Sometimes, no matter how you try to maintain composure and professionalism in job interviews, some questions just can’t be answered without being vulnerable.
Q: “Why did you resign from your previous job?”
Questions like this, in spite of being a totally normal job interview question, can be a dreaded one especially when you’ve gone from being a confident, workaholic single woman, to a smitten, family-first, full-time Mom.
It would have been easier (and maybe more impressive) to answer this by saying “I was offered a better opportunity somewhere else,” or “I’m looking for a new adventure.” Unfortunately, none of those answers applied to me.
So I dared to answer this question head-on, knowing that my answer would either make me or break me.
This is it, I thought to myself. He’s going to know I’m a mother.
My answer: “Because I just gave birth to twins.”
I went on to explain that the normal maternity leave was not enough time for me to adjust to my new role as a mother, which gave me no choice but to resign.
It’s not that I’m ashamed of it, I’m not! Right now there’s nothing I’m more proud of than my twin girls. But I do know that in a dynamic and demanding industry such as the one I’m in, being a mother can be a professional disadvantage. To some employers, a turn-off even. There’s no denying the fact that a mother’s first priority is her family and everything else takes the backseat (including her job); whereas a single woman, in comparison, is freer to devote long hours into a job.

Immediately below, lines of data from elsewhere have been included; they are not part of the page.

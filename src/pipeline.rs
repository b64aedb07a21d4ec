//! Auto-crop stage: extraction result + submitted images → contact graphics.
//!
//! Runs after the extraction response has completely arrived, since the
//! crops depend on its bounding boxes.
//!
//! ```text
//! submitted images ──decode (parallel)──▶ SourceImage[]
//!                                             │
//! ContactRecord.logoBox / photoBox ──crop──▶ ContactRecord.logo / photo
//! ```
//!
//! ## Slot rules
//!
//! Each slot is handled on its own; one slot failing to produce an image
//! never affects the other.
//!
//! - no box → slot left as is
//! - `imageIndex` outside the submitted images → slot left as is (the
//!   service reordered or dropped images; the box cannot be trusted)
//! - degenerate box → slot left as is
//! - otherwise the crop overwrites the slot image
//!
//! ## Parallel Decoding
//!
//! Submitted images are decoded in parallel using [rayon](https://docs.rs/rayon);
//! output order matches submission order.

use crate::imaging::{BackendError, CropConfig, ImageBackend, SourceImage, crop_to_box};
use crate::types::{ContactRecord, GraphicSlot};
use rayon::prelude::*;
use thiserror::Error;
use tracing::{debug, info, warn};

#[derive(Error, Debug)]
pub enum PipelineError {
    #[error("Image {index} could not be decoded: {source}")]
    Decode {
        index: usize,
        #[source]
        source: BackendError,
    },
    #[error("Image processing failed: {0}")]
    Imaging(#[from] BackendError),
}

/// What happened to one graphic slot during auto-crop.
#[derive(Debug, Clone, PartialEq, Eq)]
pub enum SlotOutcome {
    /// Slot image replaced by a crop of the given size.
    Cropped {
        image_index: usize,
        width: u32,
        height: u32,
    },
    /// The extraction result had no box for this slot.
    NoBox,
    /// The box pointed at an image that was never submitted.
    IndexOutOfRange { image_index: usize, image_count: usize },
    /// The box had no usable area.
    Degenerate { image_index: usize },
}

/// Per-slot outcomes of one auto-crop run, in [`GraphicSlot::ALL`] order.
#[derive(Debug, Clone, PartialEq, Eq)]
pub struct CropReport {
    pub slots: Vec<(GraphicSlot, SlotOutcome)>,
}

impl CropReport {
    pub fn outcome(&self, slot: GraphicSlot) -> Option<&SlotOutcome> {
        self.slots.iter().find(|(s, _)| *s == slot).map(|(_, o)| o)
    }

    pub fn cropped_count(&self) -> usize {
        self.slots
            .iter()
            .filter(|(_, o)| matches!(o, SlotOutcome::Cropped { .. }))
            .count()
    }
}

/// Decode every submitted image, in parallel, keeping submission order.
pub fn decode_sources(
    backend: &impl ImageBackend,
    inputs: &[Vec<u8>],
) -> Result<Vec<SourceImage>, PipelineError> {
    inputs
        .par_iter()
        .enumerate()
        .map(|(index, bytes)| {
            backend
                .decode(bytes)
                .map_err(|source| PipelineError::Decode { index, source })
        })
        .collect()
}

fn crop_slot(
    backend: &impl ImageBackend,
    record: &mut ContactRecord,
    sources: &[SourceImage],
    slot: GraphicSlot,
    config: &CropConfig,
) -> Result<SlotOutcome, PipelineError> {
    let Some(bbox) = record.graphic_box(slot).copied() else {
        debug!(%slot, "no bounding box, skipping");
        return Ok(SlotOutcome::NoBox);
    };

    let Some(source) = sources.get(bbox.image_index) else {
        warn!(
            %slot,
            image_index = bbox.image_index,
            image_count = sources.len(),
            "bounding box refers to an image that was not submitted"
        );
        return Ok(SlotOutcome::IndexOutOfRange {
            image_index: bbox.image_index,
            image_count: sources.len(),
        });
    };

    match crop_to_box(backend, source, &bbox, config)? {
        Some(image) => {
            let outcome = SlotOutcome::Cropped {
                image_index: bbox.image_index,
                width: image.width,
                height: image.height,
            };
            info!(%slot, width = image.width, height = image.height, "graphic cropped");
            record.set_graphic(slot, image);
            Ok(outcome)
        }
        None => {
            debug!(%slot, ?bbox, "degenerate bounding box, leaving slot unset");
            Ok(SlotOutcome::Degenerate {
                image_index: bbox.image_index,
            })
        }
    }
}

/// Crop the logo and photo slots of `record` from the submitted images.
pub fn auto_crop(
    backend: &impl ImageBackend,
    record: &mut ContactRecord,
    sources: &[SourceImage],
    config: &CropConfig,
) -> Result<CropReport, PipelineError> {
    let mut slots = Vec::with_capacity(GraphicSlot::ALL.len());
    for slot in GraphicSlot::ALL {
        let outcome = crop_slot(backend, record, sources, slot, config)?;
        slots.push((slot, outcome));
    }
    Ok(CropReport { slots })
}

But a mother is who I am now. And it’s no secret that my family is my priority. In fact, my family is the very reason why I resigned from my previous job, to begin with, and why I started looking for a new job a few months after.
Whoever’s going to hire me should know that.
Amazingly, this particular employer became even more interested to hire me because I am a mother. Apparently, their target market happened to be young mothers and women my age, and they needed someone who has a fresh take on motherhood and womanhood.
I fit the profile. Score!
Everything ought to begin by being personal
“Whatever else anything is, it ought to begin by being personal,” I can almost hear Kathleen Kelly thinking out loud. Finding a job is as personal as can be. A job takes your time away from your family, your friends, your hobbies, yourself. If that isn’t personal, I don’t know what is.
Often we try to compartmentalize professional from personal, and I don’t really have any objections with that because we have to know where to draw the line too. But I also realized that if I must choose a profession that would make me happy, one that would set the course of my career in the coming years, then the job has to fit right into my new (personal) profile: A mom of twins. Who has an extensive background in Online Marketing. Who just realized that she wants to be a writer.
And even though I didn’t get this particular job either (the location and the schedule didn’t work for me so I had to politely turn the offer down), it paved the way for me to land the job that God happened to tailor fit just for me.